ROGIN: Yes, I mean it's fascinating actually. Because inside the system there's all sorts of interesting stuff going on. Right? And people who want to stay or save this part it or that part of it, there's a base called Al-Tanf that some people want to save. You know, you can imagine where John Bolton is on this, you can imagine where Mike Pompeo is on this. So they're can't in this Catch-22. They can't contradict the President. But they could persuade him and that's what they're trying to do. And Lindsey Graham is the face of that operation but it extends well beyond him. And in Congress there's bipartisan broad consensus, not everybody but most people in both parties who care about this stuff, think that if we just get out with no plan whatsoever for what to do next, that's reckless and that's going to come back to haunt us.

BALDWIN: Such a massive, massive story. Josh Rogin, I'm glad you're in the middle of it.

ROGIN: Thank you for having me.

BALDWIN: Thank you very much, thank you.

We are just now getting word about when former Trump fixer Michael Cohen will report to prison and the timing may impossible possible testimony.

Also, they abandoned their birth country to marry an ISIS fighter and now that the caliphate is crumbling, they are begging to come home. We'll talk about this impassioned debate, leave them in terrorist hands or bring them home to America to face justice.


BALDWIN: An ISIS bride from Alabama will not be allowed to return to America, ever. Secretary of State Pompeo saying Hoda Muthana is not a U.S. citizen and will not be admitted into the United States. Hoda went to Syria four years ago and married three ISIS fighters. But after witnessing the devastation of war, including the death of two of those husbands, she is begging to come home with her toddler son.

Meantime, in the U.K., aim a similar situation for Shamima Begum. Begum was 15 when she traveled to Syria. The now 19-year-old gave birth on Sunday and was found in a refugee camp in Northern Syria by the U.K. newspaper the "Times" and said she wanted to return to England.


UNIDENTIFIED MALE: Did you know what the Islamic state were doing when you left for Syria? Because they had beheaded people, there were executions.

SHAMIMA BEGUM, MARRIED ISIS FIGHTER AT AGE 15: Yes, I knew about those things and I was OK with it. That's because I, you know, I started becoming religious just before I left. You know, there from what I heard, that Islamic killing is all allowed.
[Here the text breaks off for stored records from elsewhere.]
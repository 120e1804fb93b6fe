use anyhow::Error;
use chrono::{DateTime, Local, Utc};
use ratatui::layout::{Constraint, Direction, Layout, Rect};

/// Produce a rectangle centered within `area` that spans the requested percent
/// of the width and height. Used for modal dialogs.
pub(crate) fn centered_rect(percent_x: u16, percent_y: u16, area: Rect) -> Rect {
    let horizontal = Layout::default()
        .direction(Direction::Horizontal)
        .constraints([
            Constraint::Percentage((100 - percent_x) / 2),
            Constraint::Percentage(percent_x),
            Constraint::Percentage((100 - percent_x) / 2),
        ])
        .split(area);

    let vertical = Layout::default()
        .direction(Direction::Vertical)
        .constraints([
            Constraint::Percentage((100 - percent_y) / 2),
            Constraint::Percentage(percent_y),
            Constraint::Percentage((100 - percent_y) / 2),
        ])
        .split(horizontal[1]);

    vertical[1]
}

/// Extract the most relevant error message from a chained error.
pub(crate) fn surface_error(err: &Error) -> String {
    err.chain()
        .last()
        .map(|cause| cause.to_string())
        .unwrap_or_else(|| err.to_string())
}

/// Format a stored UTC timestamp in the user's local time for the details
/// view.
pub(crate) fn format_timestamp(timestamp: DateTime<Utc>) -> String {
    timestamp
        .with_timezone(&Local)
        .format("%b %-d, %Y %H:%M")
        .to_string()
}

#[cfg(test)]
mod tests {
    use super::*;
    use anyhow::{anyhow, Context};

    #[test]
    fn surface_error_prefers_the_root_cause() {
        let err = anyhow!("disk unplugged")
            .context("failed to persist catalog")
            .context("could not save book");
        assert_eq!(surface_error(&err), "disk unplugged");
    }

    #[test]
    fn centered_rect_stays_inside_the_area() {
        let area = Rect::new(0, 0, 100, 40);
        let rect = centered_rect(50, 50, area);
        assert!(rect.width <= area.width);
        assert!(rect.height <= area.height);
        assert!(rect.x >= area.x && rect.y >= area.y);
    }
}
UNIDENTIFIED MALE: Your family have made an appeal for you to come home. They are pleading with the British government to allow you to come home. Do you have a message for your family? BEGUM: No. Just keep trying to get me back. I really don't want to

stay here.


BALDWIN: Gayle Tzemach Lemmon, Adjunct Senior Fellow, Council on Foreign Relations, author of "Ashley's War". She has also visited Syria five times since the summer of 2017. So, Gail, good to have you back. Welcome.
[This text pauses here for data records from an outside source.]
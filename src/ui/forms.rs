use anyhow::{anyhow, Result};
use ratatui::style::{Color, Style};
use ratatui::text::{Line, Span};

use crate::models::{Book, BookDraft, BookPatch};

/// Internal representation of the book form used by both the create and the
/// edit modals.
#[derive(Default, Clone)]
pub(crate) struct BookForm {
    pub(crate) title: String,
    pub(crate) author: String,
    pub(crate) genre: String,
    pub(crate) isbn: String,
    pub(crate) active: BookField,
    pub(crate) error: Option<String>,
}

/// Enumerates the fields within the book form to drive focus management.
#[derive(Copy, Clone, PartialEq, Eq, Default)]
pub(crate) enum BookField {
    #[default]
    Title,
    Author,
    Genre,
    Isbn,
}

impl BookForm {
    /// Populate the form from an existing book when entering edit mode.
    pub(crate) fn from_book(book: &Book) -> Self {
        Self {
            title: book.title.clone(),
            author: book.author.clone(),
            genre: book.genre.clone(),
            isbn: book.isbn.clone().unwrap_or_default(),
            active: BookField::Title,
            error: None,
        }
    }

    /// Cycle focus across the four fields.
    pub(crate) fn toggle_field(&mut self) {
        self.active = match self.active {
            BookField::Title => BookField::Author,
            BookField::Author => BookField::Genre,
            BookField::Genre => BookField::Isbn,
            BookField::Isbn => BookField::Title,
        };
    }

    /// Insert a character into the active field.
    pub(crate) fn push_char(&mut self, ch: char) -> bool {
        if ch.is_control() {
            return false;
        }
        match self.active {
            BookField::Title => self.title.push(ch),
            BookField::Author => self.author.push(ch),
            BookField::Genre => self.genre.push(ch),
            BookField::Isbn => self.isbn.push(ch),
        }
        true
    }

    /// Remove a character from the active field.
    pub(crate) fn backspace(&mut self) {
        match self.active {
            BookField::Title => {
                self.title.pop();
            }
            BookField::Author => {
                self.author.pop();
            }
            BookField::Genre => {
                self.genre.pop();
            }
            BookField::Isbn => {
                self.isbn.pop();
            }
        }
    }

    /// Validate and normalize the inputs into a creation draft. This is the
    /// boundary that guarantees the store never sees blank required fields;
    /// a blank ISBN becomes an absent one.
    pub(crate) fn parse_inputs(&self) -> Result<BookDraft> {
        let title = self.title.trim();
        if title.is_empty() {
            return Err(anyhow!("Title is required."));
        }
        let author = self.author.trim();
        if author.is_empty() {
            return Err(anyhow!("Author is required."));
        }
        let genre = self.genre.trim();
        if genre.is_empty() {
            return Err(anyhow!("Genre is required."));
        }
        let isbn = self.isbn.trim();

        Ok(BookDraft {
            title: title.to_string(),
            author: author.to_string(),
            genre: genre.to_string(),
            isbn: (!isbn.is_empty()).then(|| isbn.to_string()),
        })
    }

    /// Validate the inputs into a full-field patch for the edit flow. Every
    /// field is supplied, matching what the form shows; clearing the ISBN box
    /// clears the stored value.
    pub(crate) fn parse_patch(&self) -> Result<BookPatch> {
        let draft = self.parse_inputs()?;
        Ok(BookPatch {
            title: Some(draft.title),
            author: Some(draft.author),
            genre: Some(draft.genre),
            isbn: Some(draft.isbn),
        })
    }

    /// Render a styled line for the modal form widget.
    pub(crate) fn build_line(&self, field_name: &str, field: BookField) -> Line<'static> {
        let (value, is_active) = match field {
            BookField::Title => (&self.title, self.active == BookField::Title),
            BookField::Author => (&self.author, self.active == BookField::Author),
            BookField::Genre => (&self.genre, self.active == BookField::Genre),
            BookField::Isbn => (&self.isbn, self.active == BookField::Isbn),
        };

        let placeholder = match field {
            BookField::Isbn => "<optional>",
            _ => "<required>",
        };

        let display = if value.is_empty() {
            placeholder.to_string()
        } else {
            value.clone()
        };

        let style = if is_active {
            Style::default().fg(Color::Yellow)
        } else if value.is_empty() {
            Style::default().fg(Color::DarkGray)
        } else {
            Style::default()
        };

        Line::from(vec![
            Span::raw(format!("{field_name}: ")),
            Span::styled(display, style),
        ])
    }

    /// Character length of the requested field, used for cursor placement.
    pub(crate) fn value_len(&self, field: BookField) -> usize {
        match field {
            BookField::Title => self.title.chars().count(),
            BookField::Author => self.author.chars().count(),
            BookField::Genre => self.genre.chars().count(),
            BookField::Isbn => self.isbn.chars().count(),
        }
    }
}

/// State for confirming permanent book deletion. Holding the whole record
/// keeps the title available for the dialog after the list refreshes.
#[derive(Clone)]
pub(crate) struct ConfirmBookDelete {
    pub(crate) book: Book,
}

impl ConfirmBookDelete {
    pub(crate) fn from(book: Book) -> Self {
        Self { book }
    }
}

/// Single-field form asking for the path of a snapshot file to import.
#[derive(Default, Clone)]
pub(crate) struct ImportForm {
    pub(crate) path: String,
    pub(crate) error: Option<String>,
}

impl ImportForm {
    /// Insert a character into the path field.
    pub(crate) fn push_char(&mut self, ch: char) -> bool {
        if ch.is_control() {
            return false;
        }
        self.path.push(ch);
        true
    }

    /// Remove the last character from the path field.
    pub(crate) fn backspace(&mut self) {
        self.path.pop();
    }

    /// Validate that a path was actually entered.
    pub(crate) fn parse_inputs(&self) -> Result<String> {
        let path = self.path.trim();
        if path.is_empty() {
            return Err(anyhow!("Snapshot path is required."));
        }
        Ok(path.to_string())
    }
}
//! Ratatui front-end split across logical submodules: central state and
//! drawing in `app`, text-input state in `forms`, layout and formatting
//! helpers in `helpers`, and the raw-mode event loop in `terminal`.

mod app;
mod forms;
mod helpers;
mod terminal;

pub use app::App;
pub use terminal::run_app;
BALDWIN: So listening, you know, these words from Secretary Pompeo saying that this Alabama woman, ISIS bride is not a U.S. citizen, will not be admitted back to the United States.
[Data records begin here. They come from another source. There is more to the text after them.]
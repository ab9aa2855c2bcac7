//! Configuration for banner text, default selector, backtraces and logging
//!
//! Values come from defaults, an optional JSON file, and environment
//! variables, in that order. The binary applies command-line overrides last.

use serde::{Deserialize, Serialize};
use std::fmt;
use std::fs;
use std::path::Path;
use std::str::FromStr;

use anyhow::{bail, Context, Result};
use tracing::level_filters::LevelFilter;

/// Environment variable read by the Rust runtime's panic hook.
pub const RUST_BACKTRACE_ENV: &str = "RUST_BACKTRACE";
/// Environment override for [`FixtureConfig::backtrace`].
pub const BACKTRACE_ENV: &str = "STACKTRACE_FIXTURE_BACKTRACE";
/// Environment override for [`FixtureConfig::log_level`].
pub const LOG_LEVEL_ENV: &str = "STACKTRACE_FIXTURE_LOG";

/// Complete fixture configuration
#[derive(Debug, Clone, PartialEq, Serialize, Deserialize)]
#[serde(default)]
pub struct FixtureConfig {
    /// First banner line
    pub title: String,
    /// Number of `=` characters in the separator line
    pub separator_width: usize,
    /// Selector used when none is given on the command line
    pub default_scenario: String,
    pub backtrace: BacktraceMode,
    /// Max level of the stderr log subscriber
    pub log_level: LogLevel,
    /// Overwrite an existing RUST_BACKTRACE instead of deferring to it
    #[serde(skip)]
    pub force_backtrace: bool,
}

impl Default for FixtureConfig {
    fn default() -> Self {
        Self {
            title: "Rust Stack Trace Test Script".to_string(),
            separator_width: 50,
            default_scenario: "value".to_string(),
            backtrace: BacktraceMode::Short,
            log_level: LogLevel::Warn,
            force_backtrace: false,
        }
    }
}

impl FixtureConfig {
    /// Parse configuration JSON. Missing fields keep their defaults.
    pub fn from_json(data: &str) -> Result<Self> {
        let config: Self =
            serde_json::from_str(data).context("parsing fixture configuration JSON")?;
        config.validate()?;
        Ok(config)
    }

    fn validate(&self) -> Result<()> {
        if self.separator_width == 0 {
            bail!("separator_width must be at least 1");
        }
        Ok(())
    }

    /// Load configuration from a JSON file
    ///
    /// Unlike the environment layer, an unreadable or malformed file is an
    /// error: the caller asked for it explicitly.
    pub fn load_from_file<P: AsRef<Path>>(path: P) -> Result<Self> {
        let path = path.as_ref();
        let contents = fs::read_to_string(path)
            .with_context(|| format!("reading config file {}", path.display()))?;
        let config =
            Self::from_json(&contents).with_context(|| format!("loading {}", path.display()))?;
        log::info!("[Config] Loaded configuration from {:?}", path);
        Ok(config)
    }

    /// Apply overrides from the process environment.
    pub fn apply_env(&mut self) {
        self.apply_env_from(|key| std::env::var(key).ok());
    }

    /// Apply overrides from an arbitrary variable source.
    ///
    /// Unparseable values are ignored with a warning.
    pub fn apply_env_from<F>(&mut self, lookup: F)
    where
        F: Fn(&str) -> Option<String>,
    {
        if let Some(raw) = lookup(BACKTRACE_ENV) {
            match raw.parse() {
                Ok(mode) => self.backtrace = mode,
                Err(err) => log::warn!("[Config] Ignoring {}: {}", BACKTRACE_ENV, err),
            }
        }
        if let Some(raw) = lookup(LOG_LEVEL_ENV) {
            match raw.parse() {
                Ok(level) => self.log_level = level,
                Err(err) => log::warn!("[Config] Ignoring {}: {}", LOG_LEVEL_ENV, err),
            }
        }
    }

    pub fn separator(&self) -> String {
        "=".repeat(self.separator_width)
    }

    /// Export the backtrace mode for the panic hook.
    ///
    /// Must run before the first panic: the runtime caches the style once
    /// it has been read.
    pub fn export_backtrace(&self) {
        let already_set = std::env::var_os(RUST_BACKTRACE_ENV).is_some();
        if self.force_backtrace || !already_set {
            std::env::set_var(RUST_BACKTRACE_ENV, self.backtrace.env_value());
            tracing::debug!(
                mode = %self.backtrace,
                "exported {}={}",
                RUST_BACKTRACE_ENV,
                self.backtrace.env_value()
            );
        }
    }
}

/// Backtrace detail printed by the default panic hook.
#[derive(Debug, Clone, Copy, PartialEq, Eq, Default, Serialize, Deserialize)]
#[serde(rename_all = "snake_case")]
pub enum BacktraceMode {
    Off,
    #[default]
    Short,
    Full,
}

impl BacktraceMode {
    /// Value understood by `RUST_BACKTRACE`.
    pub fn env_value(self) -> &'static str {
        match self {
            BacktraceMode::Off => "0",
            BacktraceMode::Short => "1",
            BacktraceMode::Full => "full",
        }
    }
}

impl fmt::Display for BacktraceMode {
    fn fmt(&self, f: &mut fmt::Formatter<'_>) -> fmt::Result {
        f.write_str(match self {
            BacktraceMode::Off => "off",
            BacktraceMode::Short => "short",
            BacktraceMode::Full => "full",
        })
    }
}

impl FromStr for BacktraceMode {
    type Err = String;

    fn from_str(s: &str) -> std::result::Result<Self, Self::Err> {
        match s.trim().to_ascii_lowercase().as_str() {
            "off" | "0" => Ok(BacktraceMode::Off),
            "short" | "1" => Ok(BacktraceMode::Short),
            "full" => Ok(BacktraceMode::Full),
            other => Err(format!("unknown backtrace mode '{other}'")),
        }
    }
}

/// Log verbosity for the stderr subscriber.
#[derive(Debug, Clone, Copy, PartialEq, Eq, Default, Serialize, Deserialize)]
#[serde(rename_all = "snake_case")]
pub enum LogLevel {
    Off,
    Error,
    #[default]
    Warn,
    Info,
    Debug,
    Trace,
}

impl LogLevel {
    pub fn as_filter(self) -> LevelFilter {
        match self {
            LogLevel::Off => LevelFilter::OFF,
            LogLevel::Error => LevelFilter::ERROR,
            LogLevel::Warn => LevelFilter::WARN,
            LogLevel::Info => LevelFilter::INFO,
            LogLevel::Debug => LevelFilter::DEBUG,
            LogLevel::Trace => LevelFilter::TRACE,
        }
    }
}

impl FromStr for LogLevel {
    type Err = String;

    fn from_str(s: &str) -> std::result::Result<Self, Self::Err> {
        match s.trim().to_ascii_lowercase().as_str() {
            "off" => Ok(LogLevel::Off),
            "error" => Ok(LogLevel::Error),
            "warn" | "warning" => Ok(LogLevel::Warn),
            "info" => Ok(LogLevel::Info),
            "debug" => Ok(LogLevel::Debug),
            "trace" => Ok(LogLevel::Trace),
            other => Err(format!("unknown log level '{other}'")),
        }
    }
}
[15:50:00] Let me just get this in. Her family rep has responded saying that, the Trump administration continues its attempts to wrongfully strip citizens of their citizenship. Hoda Muthana has a valid U.S. passport and is a citizen. She was born in Hackensack, New Jersey, in October of 1994 months after her father stopped being a diplomat.

So, Gayle, what happens to her? Who takes her?

LEMMON: Oh, my gosh. This is the question. This is an overnight crisis that has been years in the making, Brooke, right. Because I saw in the summer of 2017 some of these wives, some of these brides, some of the kids and wondered what in the world was going to happen to them? Because no one wants them. The U.K., a number of European countries, now the United States is stripping the family members of ISIS of their citizenship. And there's no country that is going to want to take them in. And at the same time, Brooke, to your earlier conversation with Josh, you know, there is not a sense that the Syrian forces who the U.S. has been backing has any capacity to hold these folks indefinitely. Particularly as folks see what comes next for the region.

BALDWIN: So I'm not hearing an answer. That is like the $1 million question is what happens to them? And somebody said to me, what if they -- if she were to be brought back to the United States to be questioned. Should she not be some sort of intel asset or is that just too much of a national security risk?

LEMMON: So, this really has polarized, Brooke, this whole question about what to do with these people. On the one hand are folks who say look, this is the best counter terrorism source of information and also of public education you have. Right? Young people who saw the brutality of the Islamic state firsthand, who can really talk about it. And who can show that the opposite of ISIS propaganda, which is, you know, you are not a citizen of the United States or U.K., right? Or other countries.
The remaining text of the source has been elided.